At this week's G8 summit, leaders agreed to spend $20bn (20.6bn, £13bn) over the next decade in further securing nuclear materials in Russia, citing the attacks of September 11 as evidence of the need for what is called the G8 global partnership against the spread of weapons and material of mass destruction.
The Murmansk area, with its plethora of military bases and nuclear waste dumps, will be one of the prime targets of the initiative.
In the case of Atomflot, western experts are particularly alarmed that it handles highly enriched uranium, which can be used for weapons, unlike most civilian nuclear facilities. The uranium is used as fuel to power Russia's fleet of nuclear ice breakers.
"Atomflot really was a weak spot in the Murmansk area as you did not even have the military protection system," says Ole Reistad at the Norwegian Radiation Protection Authority.
To counter this, Sweden, the US, UK and Norway have funded several physical-protection projects on the site. Since September 11, amid increased fears that terrorists may attempt to gain nuclear materials, security procedures at Atomflot have been tightened further.

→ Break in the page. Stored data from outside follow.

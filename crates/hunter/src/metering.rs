//! Pay-per-event usage metering.

use thiserror::Error;
use tracing::info;

use crate::apify::{ApifyClient, ApifyError};

/// Event charged once for every product pushed through the pipeline.
pub const PRODUCT_ANALYZED_EVENT: &str = "product-analyzed";

/// Errors that can occur when charging an event.
#[derive(Debug, Error)]
pub enum MeterError {
    #[error("Failed to charge {event}: {source}")]
    Charge {
        event: String,
        source: ApifyError,
    },
}

/// Records billable events.
pub trait Meter {
    /// Charge `count` occurrences of `event`.
    fn charge(
        &mut self,
        event: &str,
        count: u32,
    ) -> impl Future<Output = Result<(), MeterError>> + Send;
}

/// Meter that only logs and counts charges. Used outside the platform.
#[derive(Debug, Clone, Default)]
pub struct LogMeter {
    charges: Vec<(String, u32)>,
}

impl LogMeter {
    #[must_use]
    pub fn new() -> Self {
        Self::default()
    }

    /// Every charge recorded so far, in order.
    #[must_use]
    pub fn charges(&self) -> &[(String, u32)] {
        &self.charges
    }

    /// Total count charged for `event`.
    #[must_use]
    pub fn total(&self, event: &str) -> u64 {
        self.charges
            .iter()
            .filter(|(name, _)| name == event)
            .map(|(_, count)| u64::from(*count))
            .sum()
    }
}

impl Meter for LogMeter {
    async fn charge(&mut self, event: &str, count: u32) -> Result<(), MeterError> {
        self.charges.push((event.to_string(), count));
        info!(event, count, total = self.total(event), "Charged event");
        Ok(())
    }
}

/// Meter charging events against a platform run.
#[derive(Debug, Clone)]
pub struct ApifyMeter {
    client: ApifyClient,
    run_id: String,
}

impl ApifyMeter {
    #[must_use]
    pub fn new(client: ApifyClient, run_id: impl Into<String>) -> Self {
        Self {
            client,
            run_id: run_id.into(),
        }
    }
}

impl Meter for ApifyMeter {
    async fn charge(&mut self, event: &str, count: u32) -> Result<(), MeterError> {
        self.client
            .charge(&self.run_id, event, count)
            .await
            .map_err(|source| MeterError::Charge {
                event: event.to_string(),
                source,
            })
    }
}

/// The meter selected for this run.
#[derive(Debug, Clone)]
pub enum RunMeter {
    Log(LogMeter),
    Apify(ApifyMeter),
}

impl Meter for RunMeter {
    async fn charge(&mut self, event: &str, count: u32) -> Result<(), MeterError> {
        match self {
            Self::Log(meter) => meter.charge(event, count).await,
            Self::Apify(meter) => meter.charge(event, count).await,
        }
    }
}

#[cfg(test)]
#[allow(clippy::unwrap_used)]
mod tests {
    use super::*;

    #[tokio::test]
    async fn test_log_meter_records_charges() {
        let mut meter = LogMeter::new();
        meter.charge(PRODUCT_ANALYZED_EVENT, 1).await.unwrap();
        meter.charge(PRODUCT_ANALYZED_EVENT, 1).await.unwrap();
        meter.charge("actor-start", 1).await.unwrap();

        assert_eq!(meter.charges().len(), 3);
        assert_eq!(meter.total(PRODUCT_ANALYZED_EVENT), 2);
        assert_eq!(meter.total("unknown"), 0);
    }

    #[tokio::test]
    async fn test_run_meter_dispatches() {
        let mut meter = RunMeter::Log(LogMeter::new());
        meter.charge(PRODUCT_ANALYZED_EVENT, 3).await.unwrap();

        let RunMeter::Log(inner) = meter else {
            panic!("expected log meter");
        };
        assert_eq!(inner.total(PRODUCT_ANALYZED_EVENT), 3);
    }
}
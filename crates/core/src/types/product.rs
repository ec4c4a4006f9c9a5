//! Raw product listing data.
//!
//! A [`ProductRecord`] is what retrieval hands to the analysis pipeline. It is
//! built from a plain [`ProductDraft`] so that every record in circulation has
//! passed validation.

use rust_decimal::Decimal;
use serde::Serialize;

use super::id::{ProductId, ProductIdError};

/// Highest rating a listing can carry.
const MAX_RATING: Decimal = Decimal::from_parts(5, 0, 0, false, 0);

/// Errors that can occur when validating a [`ProductDraft`].
#[derive(thiserror::Error, Debug, Clone, PartialEq, Eq)]
pub enum ProductError {
    /// The listing id is blank.
    #[error(transparent)]
    Id(#[from] ProductIdError),
    /// A monetary field is negative.
    #[error("{field} cannot be negative (got {value})")]
    NegativeAmount {
        /// Name of the offending field.
        field: &'static str,
        /// The rejected value.
        value: Decimal,
    },
    /// The rating is outside 0-5.
    #[error("rating must be between 0 and 5 (got {0})")]
    RatingOutOfRange(Decimal),
}

/// Unvalidated product fields, as produced by a scraper or fixture.
///
/// Convert with `ProductRecord::try_from(draft)`.
#[derive(Debug, Clone, Default, PartialEq, Eq)]
pub struct ProductDraft {
    pub id: String,
    pub title: String,
    pub url: String,
    pub price: Decimal,
    pub original_price: Option<Decimal>,
    pub sales_count: u64,
    pub rating: Option<Decimal>,
    pub review_count: u64,
    pub shop_name: Option<String>,
    pub category: Option<String>,
    pub reviews: Vec<String>,
    pub image_url: Option<String>,
}

/// A validated product listing.
///
/// ## Constraints
///
/// - `id` is not blank
/// - `price` and `original_price` are non-negative
/// - `rating`, when present, is within 0-5
///
/// `original_price` is usually at least `price`, but that is not enforced; it
/// only feeds the discount calculation.
#[derive(Debug, Clone, PartialEq, Eq, Serialize)]
pub struct ProductRecord {
    #[serde(rename = "product_id")]
    id: ProductId,
    #[serde(rename = "product_title")]
    title: String,
    #[serde(rename = "product_url")]
    url: String,
    #[serde(with = "rust_decimal::serde::float")]
    price: Decimal,
    #[serde(with = "rust_decimal::serde::float_option")]
    original_price: Option<Decimal>,
    sales_count: u64,
    #[serde(with = "rust_decimal::serde::float_option")]
    rating: Option<Decimal>,
    review_count: u64,
    shop_name: Option<String>,
    category: Option<String>,
    reviews: Vec<String>,
    image_url: Option<String>,
}

impl TryFrom<ProductDraft> for ProductRecord {
    type Error = ProductError;

    fn try_from(draft: ProductDraft) -> Result<Self, Self::Error> {
        let id = ProductId::try_from(draft.id)?;

        if draft.price < Decimal::ZERO {
            return Err(ProductError::NegativeAmount {
                field: "price",
                value: draft.price,
            });
        }
        if let Some(original) = draft.original_price {
            if original < Decimal::ZERO {
                return Err(ProductError::NegativeAmount {
                    field: "original_price",
                    value: original,
                });
            }
        }
        if let Some(rating) = draft.rating {
            if rating < Decimal::ZERO || rating > MAX_RATING {
                return Err(ProductError::RatingOutOfRange(rating));
            }
        }

        Ok(Self {
            id,
            title: draft.title,
            url: draft.url,
            price: draft.price,
            original_price: draft.original_price,
            sales_count: draft.sales_count,
            rating: draft.rating,
            review_count: draft.review_count,
            shop_name: draft.shop_name,
            category: draft.category,
            reviews: draft.reviews,
            image_url: draft.image_url,
        })
    }
}

impl ProductRecord {
    #[must_use]
    pub const fn id(&self) -> &ProductId {
        &self.id
    }

    #[must_use]
    pub fn title(&self) -> &str {
        &self.title
    }

    #[must_use]
    pub fn url(&self) -> &str {
        &self.url
    }

    #[must_use]
    pub const fn price(&self) -> Decimal {
        self.price
    }

    #[must_use]
    pub const fn original_price(&self) -> Option<Decimal> {
        self.original_price
    }

    #[must_use]
    pub const fn sales_count(&self) -> u64 {
        self.sales_count
    }

    #[must_use]
    pub const fn rating(&self) -> Option<Decimal> {
        self.rating
    }

    #[must_use]
    pub const fn review_count(&self) -> u64 {
        self.review_count
    }

    #[must_use]
    pub fn shop_name(&self) -> Option<&str> {
        self.shop_name.as_deref()
    }

    #[must_use]
    pub fn category(&self) -> Option<&str> {
        self.category.as_deref()
    }

    /// Review texts in source order.
    #[must_use]
    pub fn reviews(&self) -> &[String] {
        &self.reviews
    }

    #[must_use]
    pub fn image_url(&self) -> Option<&str> {
        self.image_url.as_deref()
    }
}

#[cfg(test)]
#[allow(clippy::unwrap_used)]
mod tests {
    use super::*;

    fn draft() -> ProductDraft {
        ProductDraft {
            id: "test_001".to_string(),
            title: "Test Product".to_string(),
            url: "https://example.com/product".to_string(),
            price: Decimal::new(1999, 2),
            sales_count: 1000,
            ..ProductDraft::default()
        }
    }

    #[test]
    fn test_create_product_record() {
        let product = ProductRecord::try_from(draft()).unwrap();
        assert_eq!(product.id().as_str(), "test_001");
        assert_eq!(product.price(), Decimal::new(1999, 2));
        assert_eq!(product.review_count(), 0);
        assert!(product.reviews().is_empty());
        assert!(product.rating().is_none());
    }

    #[test]
    fn test_product_record_keeps_review_order() {
        let product = ProductRecord::try_from(ProductDraft {
            reviews: vec!["Great product!".to_string(), "Highly recommend".to_string()],
            ..draft()
        })
        .unwrap();
        assert_eq!(product.reviews(), ["Great product!", "Highly recommend"]);
    }

    #[test]
    fn test_empty_id_rejected() {
        let result = ProductRecord::try_from(ProductDraft {
            id: String::new(),
            ..draft()
        });
        assert_eq!(result, Err(ProductError::Id(ProductIdError::Empty)));
    }

    #[test]
    fn test_negative_price_rejected() {
        let result = ProductRecord::try_from(ProductDraft {
            price: Decimal::new(-1, 0),
            ..draft()
        });
        assert!(matches!(
            result,
            Err(ProductError::NegativeAmount { field: "price", .. })
        ));

        let result = ProductRecord::try_from(ProductDraft {
            original_price: Some(Decimal::new(-500, 2)),
            ..draft()
        });
        assert!(matches!(
            result,
            Err(ProductError::NegativeAmount {
                field: "original_price",
                ..
            })
        ));
    }

    #[test]
    fn test_zero_price_accepted() {
        assert!(
            ProductRecord::try_from(ProductDraft {
                price: Decimal::ZERO,
                ..draft()
            })
            .is_ok()
        );
    }

    #[test]
    fn test_rating_bounds() {
        for rating in [Decimal::ZERO, Decimal::new(47, 1), Decimal::new(5, 0)] {
            assert!(
                ProductRecord::try_from(ProductDraft {
                    rating: Some(rating),
                    ..draft()
                })
                .is_ok()
            );
        }

        let result = ProductRecord::try_from(ProductDraft {
            rating: Some(Decimal::new(51, 1)),
            ..draft()
        });
        assert_eq!(
            result,
            Err(ProductError::RatingOutOfRange(Decimal::new(51, 1)))
        );
    }

    #[test]
    fn test_serializes_with_listing_field_names() {
        let product = ProductRecord::try_from(ProductDraft {
            original_price: Some(Decimal::new(2999, 2)),
            ..draft()
        })
        .unwrap();
        let json = serde_json::to_value(&product).unwrap();

        assert_eq!(json["product_id"], "test_001");
        assert_eq!(json["product_title"], "Test Product");
        assert_eq!(json["price"], 19.99);
        assert_eq!(json["original_price"], 29.99);
        assert!(json["rating"].is_null());
    }
}
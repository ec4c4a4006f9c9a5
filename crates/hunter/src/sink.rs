//! Output sinks receiving ranked products, one record per push.

use std::io::Write;

use thiserror::Error;
use tracing::debug;
use trend_hunter_core::EnrichedProduct;

use crate::apify::{ApifyClient, ApifyError};

/// Errors that can occur when emitting a record.
#[derive(Debug, Error)]
pub enum SinkError {
    #[error("Failed to serialize record: {0}")]
    Serialize(#[from] serde_json::Error),
    #[error("Failed to write record: {0}")]
    Io(#[from] std::io::Error),
    #[error("Failed to push record to dataset: {0}")]
    Dataset(#[from] ApifyError),
}

/// Destination for enriched products.
pub trait Sink {
    /// Emit one record.
    fn push(
        &mut self,
        product: &EnrichedProduct,
    ) -> impl Future<Output = Result<(), SinkError>> + Send;
}

/// Writes one JSON object per line.
#[derive(Debug)]
pub struct JsonLinesSink<W> {
    writer: W,
}

impl<W: Write + Send> JsonLinesSink<W> {
    pub const fn new(writer: W) -> Self {
        Self { writer }
    }

    /// Flush and return the underlying writer.
    ///
    /// # Errors
    ///
    /// Returns an error if flushing fails.
    pub fn into_inner(mut self) -> Result<W, SinkError> {
        self.writer.flush()?;
        Ok(self.writer)
    }
}

impl<W: Write + Send> Sink for JsonLinesSink<W> {
    async fn push(&mut self, product: &EnrichedProduct) -> Result<(), SinkError> {
        serde_json::to_writer(&mut self.writer, product)?;
        self.writer.write_all(b"\n")?;
        self.writer.flush()?;
        Ok(())
    }
}

/// Pushes records to an Apify dataset.
#[derive(Debug, Clone)]
pub struct ApifyDatasetSink {
    client: ApifyClient,
    dataset_id: String,
}

impl ApifyDatasetSink {
    #[must_use]
    pub fn new(client: ApifyClient, dataset_id: impl Into<String>) -> Self {
        Self {
            client,
            dataset_id: dataset_id.into(),
        }
    }
}

impl Sink for ApifyDatasetSink {
    async fn push(&mut self, product: &EnrichedProduct) -> Result<(), SinkError> {
        self.client.push_items(&self.dataset_id, product).await?;
        debug!(product_id = %product.product_id(), "Pushed record to dataset");
        Ok(())
    }
}

/// Collects records in memory.
impl Sink for Vec<EnrichedProduct> {
    async fn push(&mut self, product: &EnrichedProduct) -> Result<(), SinkError> {
        Vec::push(self, product.clone());
        Ok(())
    }
}

/// The sink selected for this run.
pub enum OutputSink {
    JsonLines(JsonLinesSink<Box<dyn Write + Send>>),
    Dataset(ApifyDatasetSink),
}

impl std::fmt::Debug for OutputSink {
    fn fmt(&self, f: &mut std::fmt::Formatter<'_>) -> std::fmt::Result {
        match self {
            Self::JsonLines(_) => f.write_str("OutputSink::JsonLines"),
            Self::Dataset(sink) => f.debug_tuple("OutputSink::Dataset").field(sink).finish(),
        }
    }
}

impl Sink for OutputSink {
    async fn push(&mut self, product: &EnrichedProduct) -> Result<(), SinkError> {
        match self {
            Self::JsonLines(sink) => sink.push(product).await,
            Self::Dataset(sink) => sink.push(product).await,
        }
    }
}

#[cfg(test)]
#[allow(clippy::unwrap_used)]
mod tests {
    use rust_decimal::Decimal;
    use trend_hunter_core::{AnalysisResult, ProductDraft, ProductRecord};

    use super::*;

    fn enriched(id: &str) -> EnrichedProduct {
        let product = ProductRecord::try_from(ProductDraft {
            id: id.to_string(),
            title: "Silicone Stretch Lids".to_string(),
            price: Decimal::new(1299, 2),
            original_price: Some(Decimal::new(1999, 2)),
            sales_count: 25678,
            ..ProductDraft::default()
        })
        .unwrap();
        EnrichedProduct::combine(product, AnalysisResult::parse_failure())
    }

    #[tokio::test]
    async fn test_json_lines_one_object_per_line() {
        let mut sink = JsonLinesSink::new(Vec::new());
        sink.push(&enriched("a")).await.unwrap();
        sink.push(&enriched("b")).await.unwrap();

        let bytes = sink.into_inner().unwrap();
        let text = String::from_utf8(bytes).unwrap();
        let lines: Vec<&str> = text.lines().collect();
        assert_eq!(lines.len(), 2);

        let first: serde_json::Value = serde_json::from_str(lines[0]).unwrap();
        assert_eq!(first["product_id"], "a");
        assert_eq!(first["virality_score"], 50);
        assert_eq!(first["discount_percentage"], 35.0);
        assert_eq!(first["quality_flags"][0], "Analysis incomplete");
    }

    #[tokio::test]
    async fn test_vec_sink_collects_in_order() {
        let mut sink: Vec<EnrichedProduct> = Vec::new();
        Sink::push(&mut sink, &enriched("x")).await.unwrap();
        Sink::push(&mut sink, &enriched("y")).await.unwrap();

        let ids: Vec<&str> = sink.iter().map(|p| p.product_id().as_str()).collect();
        assert_eq!(ids, ["x", "y"]);
    }
}
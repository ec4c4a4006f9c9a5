//! Integration tests for Trend Hunter.
//!
//! # Running Tests
//!
//! ```bash
//! cargo test -p trend-hunter-integration-tests
//! ```
//!
//! # Test Categories
//!
//! - `pipeline_fallbacks` - Degraded analyses flowing end to end
//! - `pipeline_ranking` - Scored analyses, ranking and emitted records
//! - `pipeline_collaborators` - Retrieval, sink and metering contracts
//!
//! The helpers below stand in for the network-bound collaborators so the
//! pipeline runs offline and deterministically.

use std::sync::Mutex;

use trend_hunter::apify::ApifyError;
use trend_hunter::generation::{Generate, GenerationError};
use trend_hunter::metering::{Meter, MeterError};
use trend_hunter::retrieval::{RetrievalQuery, Retrieve};
use trend_hunter::sink::{Sink, SinkError};
use trend_hunter_core::{EnrichedProduct, ProductRecord};

/// Generator whose backend is always unreachable.
#[derive(Debug, Clone, Copy, Default)]
pub struct UnavailableGenerator;

impl Generate for UnavailableGenerator {
    async fn generate(&self, _prompt: &str) -> Result<String, GenerationError> {
        Err(GenerationError::Api {
            error_type: "503 Service Unavailable".to_string(),
            message: "backend unavailable".to_string(),
        })
    }
}

/// Generator replying per product title, with a fallback reply for the rest.
///
/// Every prompt it receives is recorded in call order.
#[derive(Debug, Default)]
pub struct ScriptedGenerator {
    replies: Vec<(String, Result<String, String>)>,
    fallback: Option<String>,
    prompts: Mutex<Vec<String>>,
}

impl ScriptedGenerator {
    /// A generator that fails for every product not scripted.
    #[must_use]
    pub fn new() -> Self {
        Self::default()
    }

    /// Reply `text` to prompts for the product titled `title`.
    #[must_use]
    pub fn reply(mut self, title: &str, text: &str) -> Self {
        self.replies.push((title.to_string(), Ok(text.to_string())));
        self
    }

    /// Fail the call for the product titled `title`.
    #[must_use]
    pub fn fail(mut self, title: &str, message: &str) -> Self {
        self.replies.push((title.to_string(), Err(message.to_string())));
        self
    }

    /// Reply `text` to every unscripted product.
    #[must_use]
    pub fn otherwise(mut self, text: &str) -> Self {
        self.fallback = Some(text.to_string());
        self
    }

    /// Prompts received so far.
    ///
    /// # Panics
    ///
    /// Panics if the prompt log is poisoned.
    #[must_use]
    #[allow(clippy::unwrap_used)]
    pub fn prompts(&self) -> Vec<String> {
        self.prompts.lock().unwrap().clone()
    }
}

impl Generate for ScriptedGenerator {
    #[allow(clippy::unwrap_used)]
    async fn generate(&self, prompt: &str) -> Result<String, GenerationError> {
        self.prompts.lock().unwrap().push(prompt.to_string());

        let scripted = self
            .replies
            .iter()
            .find(|(title, _)| prompt.contains(&format!("Product Title: {title}\n")))
            .map(|(_, reply)| reply.clone());

        match (scripted, &self.fallback) {
            (Some(Ok(text)), _) => Ok(text),
            (Some(Err(message)), _) => Err(GenerationError::Unauthorized(message)),
            (None, Some(text)) => Ok(text.clone()),
            (None, None) => Err(GenerationError::EmptyResponse),
        }
    }
}

/// Retriever returning a fixed product list, ignoring the query.
#[derive(Debug, Clone, Default)]
pub struct StaticRetriever(pub Vec<ProductRecord>);

impl Retrieve for StaticRetriever {
    async fn fetch(&self, _query: &RetrievalQuery) -> Vec<ProductRecord> {
        self.0.clone()
    }
}

/// Sink rejecting every record.
#[derive(Debug, Clone, Copy, Default)]
pub struct BrokenSink;

impl Sink for BrokenSink {
    async fn push(&mut self, _product: &EnrichedProduct) -> Result<(), SinkError> {
        Err(SinkError::Io(std::io::Error::new(
            std::io::ErrorKind::BrokenPipe,
            "sink closed",
        )))
    }
}

/// Meter that refuses charges after `allowed` successful ones.
#[derive(Debug, Clone, Default)]
pub struct QuotaMeter {
    pub allowed: u32,
    pub charged: u32,
}

impl Meter for QuotaMeter {
    async fn charge(&mut self, event: &str, count: u32) -> Result<(), MeterError> {
        if self.charged + count > self.allowed {
            return Err(MeterError::Charge {
                event: event.to_string(),
                source: ApifyError::Response("quota exhausted".to_string()),
            });
        }
        self.charged += count;
        Ok(())
    }
}

/// A query for the Kitchen Gadgets category.
#[must_use]
pub fn kitchen_query(max_products: usize, min_sales_count: u64) -> RetrievalQuery {
    RetrievalQuery {
        category: "Kitchen Gadgets".to_string(),
        max_products,
        min_sales_count,
    }
}

/// A well-formed analysis reply with the given score, wrapped in a code fence.
#[must_use]
pub fn fenced_analysis(score: u8) -> String {
    format!(
        "```json\n{{\n  \"virality_score\": {score},\n  \"why_winning\": \"Highly visual and solves a daily chore.\",\n  \"problem_solved\": \"Messy cleanup\",\n  \"emotional_triggers\": [\"relief\"],\n  \"marketing_angles\": [\"before/after\"],\n  \"quality_flags\": [],\n  \"target_audience\": \"Home cooks\",\n  \"ad_hooks\": [\"Stop scrubbing\"]\n}}\n```"
    )
}
//! The `prompt` command: render the analysis prompt for a sample product.

use std::io::Write;

use trend_hunter::prompt::{PromptOptions, build_prompt};
use trend_hunter::retrieval::{RetrievalQuery, fixture};

/// Write the prompt for fixture product `product_id` to stdout.
///
/// # Errors
///
/// Returns an error if no sample product has that ID or stdout is closed.
pub fn render(
    product_id: &str,
    category: &str,
    include_reviews: bool,
) -> Result<(), Box<dyn std::error::Error>> {
    let query = RetrievalQuery {
        category: category.to_string(),
        max_products: fixture::FIXTURE_SIZE,
        min_sales_count: 0,
    };
    let product = fixture::products(&query)
        .into_iter()
        .find(|p| p.id().as_str() == product_id)
        .ok_or_else(|| format!("No sample product with ID {product_id}"))?;

    let prompt = build_prompt(&product, PromptOptions { include_reviews });

    let mut stdout = std::io::stdout().lock();
    writeln!(stdout, "{prompt}")?;
    Ok(())
}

Behind the booths, a new perimeter fence and a reinforced vehicle entrance, the transport ship Lotta is unloading used nuclear fuel that it has brought to the civilian port from decommissioned nuclear navy submarines that are waiting to be broken up in military ports along the Kola peninsular.
Segej Perevoztjikov, deputy technical director of the Atomic fleet with the Murmansk Shipping Company, says fuel from 29 submarine reactors has been dealt with since 1996 but there are "over a hundred more".
At the quayside, the used fuel is transferred into unmarked rail trucks for the journey to a recycling plant. The trucks look like normal ore wagons, "so that terrorists cannot identify or follow them", Mr Pervoztjikov says.
Lars van Dassen, the director of the Swedish Nuclear non-proliferation assistance programme, has been involved in protection work at Atomflot and says the perception of threat has changed dramatically since the attacks in New York. "Previously people had thought of spent fuel as self-protected, as it emits deadly levels of radiation. Suicide attacks have changed that thinking," he says.
"There is also a realisation that even materials with lower levels of radiation may be targeted for use in so-called 'dirty bombs'."
Russia is the only country to maintain a fleet of nuclear-powered civilian vessels, with eight ice breakers to keep open the ports and rivers along the lengthy arctic coastline.
Standing on the bridge of the ice breaker Tajmyr, Captain Aleksander Olsjevskij says the advantage of such ships is their ability to stay at sea for extended periods. "We could stay out for three and a half to four years depending on the workload without refuelling."
But away from the relative safety of Murmansk in the small ports and rivers of the Siberian coast they are vulnerable to attack.
"The problem is that the ice breakers are mobile nuclear power plants and they are at risk of being hijacked and used for blackmail," says Morten Bremer Maerli, a nuclear-terrorism expert at the Norwegian Institute of International Affairs and leader of a Swedish-Norwegian project that fitted protection on one ice breaker for about $1m.
This meant new doors and alarm and identification systems to make sure only authorised crew can enter restricted areas. "We also needed to ensure that there were procedures for shutting down the reactor if the boat came under attack," Mr Maerli says.
Two other ships have been secured and there are plans for further work.
However, as with many international projects aimed at dealing with nuclear security and waste in Russia, the plans have been held up by the failure to sign an agreement to provide insurance cover for liability in the case of accidents. Officials hope the G8 initiative will help boost security and and enable this hurdle to be cleared.